GOAL OF THE EXERCISE
No record may be left out; print them all verbatim.

DATA
<<<<
use std::process;

#[tokio::main]
async fn main() {
    if let Err(e) =
        bsl_common_cli::main(std::env::args().collect::<Vec<String>>().as_slice()).await
    {
        eprintln!("Error: {e:#}");
        process::exit(1);
    }
}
>>>>
WRITTEN RESPONSE
use std::process;

#[tokio::main]
async fn main() {
    if let Err(e) =
        bsl_common_cli::main(std::env::args().collect::<Vec<String>>().as_slice()).await
    {
        eprintln!("Error: {e:#}");
        process::exit(1);
    }
}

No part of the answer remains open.